Did you take part in the Ice Bucket Challenge? Here's proof you made a difference

Life


Did you take part in the Ice Bucket Challenge? Here's proof you made a difference

By Moya Crockett

9 years ago

Remember summer 2014? Unarmed black teenager Michael Brown was shot and killed by a police officer in Ferguson, Missouri; Taylor Swift released the video for Shake it Off; and Malaysia Airlines Flight 17 was shot down over Ukraine. And all around the world, people were dumping buckets of ice over one another’s heads in the name of charity.

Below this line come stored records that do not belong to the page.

//! ODBC connection string rendering.

use std::fmt;

/// ODBC driver registered by the Cloudera Hive driver package.
pub const DRIVER_NAME: &str = "Cloudera ODBC Driver for Apache Hive 64-bit";

/// Ordered `key=value` connection-string parameters.
#[derive(Debug, Clone, Default, PartialEq, Eq)]
pub struct DsnParameters(Vec<(String, String)>);

impl DsnParameters {
    /// Create an empty parameter list.
    pub fn new() -> Self {
        Self::default()
    }

    /// Set a parameter, replacing an existing value in place.
    pub fn insert(&mut self, key: impl Into<String>, value: impl ToString) {
        let key = key.into();
        let value = value.to_string();
        match self.0.iter_mut().find(|(existing, _)| *existing == key) {
            Some(entry) => entry.1 = value,
            None => self.0.push((key, value)),
        }
    }

    /// Look up a parameter.
    pub fn get(&self, key: &str) -> Option<&str> {
        self.0
            .iter()
            .find(|(existing, _)| existing == key)
            .map(|(_, value)| value.as_str())
    }

    pub fn contains_key(&self, key: &str) -> bool {
        self.get(key).is_some()
    }

    pub fn is_empty(&self) -> bool {
        self.0.is_empty()
    }

    pub fn len(&self) -> usize {
        self.0.len()
    }

    /// Iterate in insertion order.
    pub fn iter(&self) -> impl Iterator<Item = (&str, &str)> {
        self.0.iter().map(|(k, v)| (k.as_str(), v.as_str()))
    }
}

impl fmt::Display for DsnParameters {
    fn fmt(&self, f: &mut fmt::Formatter<'_>) -> fmt::Result {
        for (i, (key, value)) in self.iter().enumerate() {
            if i > 0 {
                f.write_str(";")?;
            }
            write!(f, "{}={}", key, value)?;
        }
        Ok(())
    }
}

/// Render the connection string for a Hive server.
///
/// Fragments keep the order of the given mappings: driver identity, network
/// target and auth markers first, then SSL parameters, then transport
/// parameters.
pub fn build_dsn(
    host: &str,
    port: u16,
    database: &str,
    ssl_params: &DsnParameters,
    transport_params: &DsnParameters,
) -> String {
    let mut dsn = format!(
        "Driver={};Host={};Port={};Schema={};AuthMech=3;UseNativeQuery=1",
        DRIVER_NAME, host, port, database
    );

    for (key, value) in ssl_params.iter().chain(transport_params.iter()) {
        dsn.push(';');
        dsn.push_str(key);
        dsn.push('=');
        dsn.push_str(value);
    }

    dsn
}

/// Append credentials to a connection string.
///
/// User and password are wrapped in braces so `;` and `=` inside them
/// survive; a closing brace is escaped by doubling.
pub fn with_credentials(dsn: &str, user: &str, password: &str) -> String {
    format!("{};UID={};PWD={}", dsn, braced(user), braced(password))
}

fn braced(value: &str) -> String {
    format!("{{{}}}", value.replace('}', "}}"))
}

#[cfg(test)]
mod tests {
    use super::*;

    #[test]
    fn test_build_dsn_without_ssl() {
        let dsn = build_dsn("h", 10000, "db", &DsnParameters::new(), &DsnParameters::new());

        assert!(dsn.contains("Driver=Cloudera ODBC Driver for Apache Hive 64-bit"));
        assert!(dsn.contains("Host=h"));
        assert!(dsn.contains("Port=10000"));
        assert!(dsn.contains("Schema=db"));
        assert!(dsn.contains("AuthMech=3"));
        assert!(dsn.contains("UseNativeQuery=1"));
        assert!(!dsn.contains("SSL"));
    }

    #[test]
    fn test_build_dsn_keeps_parameter_order() {
        let mut ssl = DsnParameters::new();
        ssl.insert("SSL", 1);
        ssl.insert("TrustedCerts", "/path/to/ca.pem");
        ssl.insert("AllowSelfSignedServerCert", 0);
        let mut transport = DsnParameters::new();
        transport.insert("HTTPPath", "/cliservice");

        let dsn = build_dsn("localhost", 10000, "default", &ssl, &transport);

        assert!(dsn.ends_with(
            ";SSL=1;TrustedCerts=/path/to/ca.pem;AllowSelfSignedServerCert=0;HTTPPath=/cliservice"
        ));
    }

    #[test]
    fn test_parameters_insert_replaces() {
        let mut params = DsnParameters::new();
        params.insert("SSL", 1);
        params.insert("SSL", 0);

        assert_eq!(params.len(), 1);
        assert_eq!(params.get("SSL"), Some("0"));
        assert_eq!(params.to_string(), "SSL=0");
    }

    #[test]
    fn test_with_credentials_escapes_password() {
        let dsn = with_credentials("Host=h", "admin", "p;a}ss");
        assert_eq!(dsn, "Host=h;UID={admin};PWD={p;a}}ss}");
    }

    #[test]
    fn test_with_credentials_quotes_user() {
        let dsn = with_credentials("Host=h", "dom;ain}user", "secret");
        assert_eq!(dsn, "Host=h;UID={dom;ain}}user};PWD={secret}");
    }
}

The ice bucket challenge, as it was known, was a campaign to raise money for ALS (amyotrophic lateral sclerosis), a fatal neurological disease that attacks the nerve cells responsible for controlling muscles. The thinking was that filming yourself being soaked in icy water, then posting the footage on social media, would be enough to encourage people to donate to the ALS Association.

Celebrities including Anna Wintour, Justin Timberlake and Rita Ora took part in the challenge, and almost 2.4 million tagged videos were uploaded to Facebook. By the end of August 2014, the ALS Association announced that they had received over $100 million in donations in one month alone[3] – an incredible achievement for a previously relatively unknown charity.

But not everyone was enamoured with the campaign. Research by ComRes found that while 17% of Brits dunked themselves in water for the purposes of a video, only one in ten claimed to have donated money as a result of taking part – and not everyone actually donated to the ALS Association.

Several commentators, meanwhile, criticised the ice bucket challenge as being everything that’s wrong with modern ‘slacktivism’: making a big song and dance on social media about how charitable you are, without doing anything genuinely constructive. Time described the campaign as “problematic in almost every way”, while The Telegraph dismissed it a “self-congratulatory celebrity fad”.

But if you took part or donated money as a result of the ice bucket challenge, you can feel assured in the knowledge that you did, in fact, make a difference.

One of the research projects funded by ice bucket challenge donations was Project MinE, a data-driven initiative supported by the ALS Association, the Guardian reports. On Monday, the project’s researchers announced that they have identified a new gene associated with the disease, which experts say could lead to new treatments being created.

“It’s very exciting because it shows everyone who contributed to the ice bucket challenge that their donation had an impact on the research,” said Brian Frederick, executive vice-president of communications and development at the ALS Association. “The work that Project MinE is doing is really important, and the discovery of this new gene will help us better understand ALS.”

The research, which was published in the journal Nature Genetics on Monday, involved more than 80 researchers in 11 countries sequencing the genomes of 15,000 people with ALS.

Frederick explained that the discovery is important “because it helps us understand what’s triggering this and can help us better find a treatment”.

So next time someone tells you that internet activism doesn’t make a long-term difference, remind them of the ice bucket challenge. When viral campaigns actually lead to donations, the results have the potential to be life-transforming.